The grasses are carrying yellow, bronze and gold seed heads on their still green stems. The seed heads move in the breeze, an ephemeral and lightly dancing cloud. Darkest brown stems of wildflowers spike up randomly. Ant hills are scattered across the grasslands, bright green powder puffs each sprouting a tiny garden of jewel-like flowers. Clumps of Juncus reeds, needle sharp stems, dark green with almost black seed heads, held aloft on wiry stems. Bracken prevails, still green but now gently collapsing, deer trampled. Soon the green will give way to dark tan, the leaves will mash down and hug the land in readiness for winter.

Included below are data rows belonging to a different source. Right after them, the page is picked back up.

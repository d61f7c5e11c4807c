//! Configuration loading and validation.

use serde::{Deserialize, Serialize};
use std::path::PathBuf;
use thiserror::Error;

use crate::calculate::RANK_UP_SEARCH_CAP;

/// Configuration errors.
#[derive(Debug, Error)]
pub enum ConfigError {
    #[error("Failed to read config file: {0}")]
    ReadError(#[from] std::io::Error),

    #[error("Failed to parse config: {0}")]
    ParseError(#[from] toml::de::Error),

    #[error("Invalid configuration: {0}")]
    ValidationError(String),
}

/// Server configuration.
#[derive(Debug, Clone, Serialize, Deserialize)]
pub struct ServerConfig {
    #[serde(default = "default_host")]
    pub host: String,

    #[serde(default = "default_port")]
    pub port: u16,

    #[serde(default = "default_cors_origin")]
    pub cors_origin: String,
}

fn default_host() -> String {
    "127.0.0.1".to_string()
}

fn default_port() -> u16 {
    8080
}

fn default_cors_origin() -> String {
    "*".to_string()
}

impl Default for ServerConfig {
    fn default() -> Self {
        Self {
            host: default_host(),
            port: default_port(),
            cors_origin: default_cors_origin(),
        }
    }
}

/// Tunables for the statistics views and the write path.
#[derive(Debug, Clone, Serialize, Deserialize)]
pub struct StatsConfig {
    /// Upper bound on extra games tried by the rank-up search
    #[serde(default = "default_rank_up_search_cap")]
    pub rank_up_search_cap: u32,

    /// Events shown in the single banner view
    #[serde(default = "default_banner_event_limit")]
    pub banner_event_limit: usize,

    /// Events shown in the carousel view
    #[serde(default = "default_carousel_event_limit")]
    pub carousel_event_limit: usize,

    /// Games this many days old or older can no longer be deleted one by one
    #[serde(default = "default_delete_window_days")]
    pub delete_window_days: i64,
}

fn default_rank_up_search_cap() -> u32 {
    RANK_UP_SEARCH_CAP
}

fn default_banner_event_limit() -> usize {
    3
}

fn default_carousel_event_limit() -> usize {
    5
}

fn default_delete_window_days() -> i64 {
    30
}

impl Default for StatsConfig {
    fn default() -> Self {
        Self {
            rank_up_search_cap: default_rank_up_search_cap(),
            banner_event_limit: default_banner_event_limit(),
            carousel_event_limit: default_carousel_event_limit(),
            delete_window_days: default_delete_window_days(),
        }
    }
}

/// Main application configuration.
#[derive(Debug, Clone, Serialize, Deserialize)]
pub struct AppConfig {
    #[serde(default = "default_data_dir")]
    pub data_dir: PathBuf,

    #[serde(default = "default_log_level")]
    pub log_level: String,

    #[serde(default)]
    pub server: ServerConfig,

    #[serde(default)]
    pub stats: StatsConfig,
}

fn default_data_dir() -> PathBuf {
    PathBuf::from("./data")
}

fn default_log_level() -> String {
    "info".to_string()
}

impl Default for AppConfig {
    fn default() -> Self {
        Self {
            data_dir: default_data_dir(),
            log_level: default_log_level(),
            server: ServerConfig::default(),
            stats: StatsConfig::default(),
        }
    }
}

impl AppConfig {
    /// Load configuration from a TOML file.
    pub fn from_file(path: &PathBuf) -> Result<Self, ConfigError> {
        let contents = std::fs::read_to_string(path)?;
        let config: AppConfig = toml::from_str(&contents)?;
        config.validate()?;
        Ok(config)
    }

    /// Load from `path` if it exists, otherwise use defaults.
    pub fn load_or_default(path: &PathBuf) -> Result<Self, ConfigError> {
        if path.exists() {
            Self::from_file(path)
        } else {
            Ok(Self::default())
        }
    }

    /// Validate the configuration.
    pub fn validate(&self) -> Result<(), ConfigError> {
        if self.server.port == 0 {
            return Err(ConfigError::ValidationError(
                "Server port must be greater than 0".to_string(),
            ));
        }

        if self.stats.rank_up_search_cap == 0 {
            return Err(ConfigError::ValidationError(
                "Rank-up search cap must be greater than 0".to_string(),
            ));
        }

        if self.stats.banner_event_limit == 0 || self.stats.carousel_event_limit == 0 {
            return Err(ConfigError::ValidationError(
                "Event limits must be greater than 0".to_string(),
            ));
        }

        if self.stats.delete_window_days <= 0 {
            return Err(ConfigError::ValidationError(
                "Delete window must be at least one day".to_string(),
            ));
        }

        Ok(())
    }
}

A lattice work of bright green paths slices through the cloudy grasslands. People lines, deer lines, rabbit lines, grass nibbled to softest velvet. The whole picture is an abstract geometry of texture and colour. Landscape is a memory bank of human and animal happenings, etched on the surface of the land in marks, furrows, lines and patterns.

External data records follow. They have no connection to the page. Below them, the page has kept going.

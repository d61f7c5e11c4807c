pub mod dashboard;
pub mod games;
pub mod penalties;
pub mod recap;
pub mod stats;

use serde::Deserialize;

use crate::api::state::AppState;
use crate::api::ApiError;
use crate::models::{MatchRecord, PenaltyRecord, TimeWindow};
use crate::storage::{read_games, read_games_where, read_penalties, read_penalties_where};

/// `?year=` or `?startDate=&endDate=` (local calendar dates).
#[derive(Debug, Default, Deserialize)]
#[serde(rename_all = "camelCase")]
pub struct WindowParams {
    pub year: Option<String>,
    pub start_date: Option<String>,
    pub end_date: Option<String>,
}

impl WindowParams {
    /// A year wins over a date range; unparseable values mean no filter.
    pub fn window(&self) -> Option<TimeWindow> {
        TimeWindow::from_params(
            self.year.as_deref(),
            self.start_date.as_deref(),
            self.end_date.as_deref(),
        )
    }
}

/// Games inside `window` (all games when `None`), newest first.
pub(crate) fn load_games(
    state: &AppState,
    window: Option<TimeWindow>,
) -> Result<Vec<MatchRecord>, ApiError> {
    let mut games = match window {
        Some(w) => read_games_where(&state.storage, |g| w.contains(g.created_at))?,
        None => read_games(&state.storage)?,
    };
    games.sort_by(|a, b| b.created_at.cmp(&a.created_at));
    Ok(games)
}

/// Penalties inside `window` (all when `None`), newest first.
pub(crate) fn load_penalties(
    state: &AppState,
    window: Option<TimeWindow>,
) -> Result<Vec<PenaltyRecord>, ApiError> {
    let mut penalties = match window {
        Some(w) => read_penalties_where(&state.storage, |p| w.contains(p.created_at))?,
        None => read_penalties(&state.storage)?,
    };
    penalties.sort_by(|a, b| b.created_at.cmp(&a.created_at));
    Ok(penalties)
}

#[cfg(test)]
pub(crate) mod test_support {
    use axum::body::Body;
    use axum::http::{Request, StatusCode};
    use serde_json::Value;
    use tower::util::ServiceExt;

    use crate::api::state::AppState;
    use crate::config::AppConfig;
    use crate::models::{MatchRecord, PenaltyRecord};
    use crate::storage::{append_game, append_penalty};

    pub fn setup_test_state(dir: &std::path::Path) -> AppState {
        let config = AppConfig {
            data_dir: dir.to_path_buf(),
            ..AppConfig::default()
        };
        AppState::new(&config)
    }

    pub fn seed_games(state: &AppState, games: &[MatchRecord]) {
        for g in games {
            append_game(&state.storage, g).unwrap();
        }
    }

    pub fn seed_penalties(state: &AppState, penalties: &[PenaltyRecord]) {
        for p in penalties {
            append_penalty(&state.storage, p).unwrap();
        }
    }

    async fn send(app: axum::Router, req: Request<Body>) -> (StatusCode, Value) {
        let resp = app.oneshot(req).await.unwrap();
        let status = resp.status();
        let body = axum::body::to_bytes(resp.into_body(), usize::MAX)
            .await
            .unwrap();
        let json: Value = serde_json::from_slice(&body).unwrap_or(Value::Null);
        (status, json)
    }

    pub async fn get_json(app: axum::Router, uri: &str) -> (StatusCode, Value) {
        send(app, Request::builder().uri(uri).body(Body::empty()).unwrap()).await
    }

    pub async fn post_json(app: axum::Router, uri: &str, body: &str) -> (StatusCode, Value) {
        send(
            app,
            Request::builder()
                .method("POST")
                .uri(uri)
                .header("content-type", "application/json")
                .body(Body::from(body.to_string()))
                .unwrap(),
        )
        .await
    }

    pub async fn delete_json(app: axum::Router, uri: &str) -> (StatusCode, Value) {
        send(
            app,
            Request::builder()
                .method("DELETE")
                .uri(uri)
                .body(Body::empty())
                .unwrap(),
        )
        .await
    }
}

#[cfg(test)]
mod tests {
    use super::test_support::*;
    use crate::api::build_router;
    use axum::http::StatusCode;

    #[tokio::test]
    async fn test_health() {
        let dir = tempfile::tempdir().unwrap();
        let app = build_router(setup_test_state(dir.path()));

        let (status, _) = get_json(app, "/health").await;
        assert_eq!(status, StatusCode::OK);
    }

    #[test]
    fn test_window_params() {
        let params = super::WindowParams {
            year: Some("2025".to_string()),
            start_date: Some("2024-01-01".to_string()),
            end_date: Some("2024-01-31".to_string()),
        };
        let w = params.window().unwrap();
        assert_eq!(w, crate::models::TimeWindow::for_year(2025).unwrap());

        let params = super::WindowParams {
            year: Some("abc".to_string()),
            ..Default::default()
        };
        assert!(params.window().is_none());
    }
}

Walking slowly into the wood, watching, listening, pausing, I feel like a trespasser on hallowed ground. This land belongs to the ancient Oaks, immense, decaying, gnarled, living sculptures. These trees are witness to lives that happened around them. Memories are clasped in the spaces between them. An odd expectant silence then the squeal of a parakeet. Sweet chestnuts fall to the ground, leaves are tinged with autumnal gold. The earth smells damp, a chill descends on the wood.
Stumbling from the gloom of the wood into the brightness of a fading September day, I relish these last days of summer, memorise the colours and smells, as fuel to feed my soul in the dark days of winter.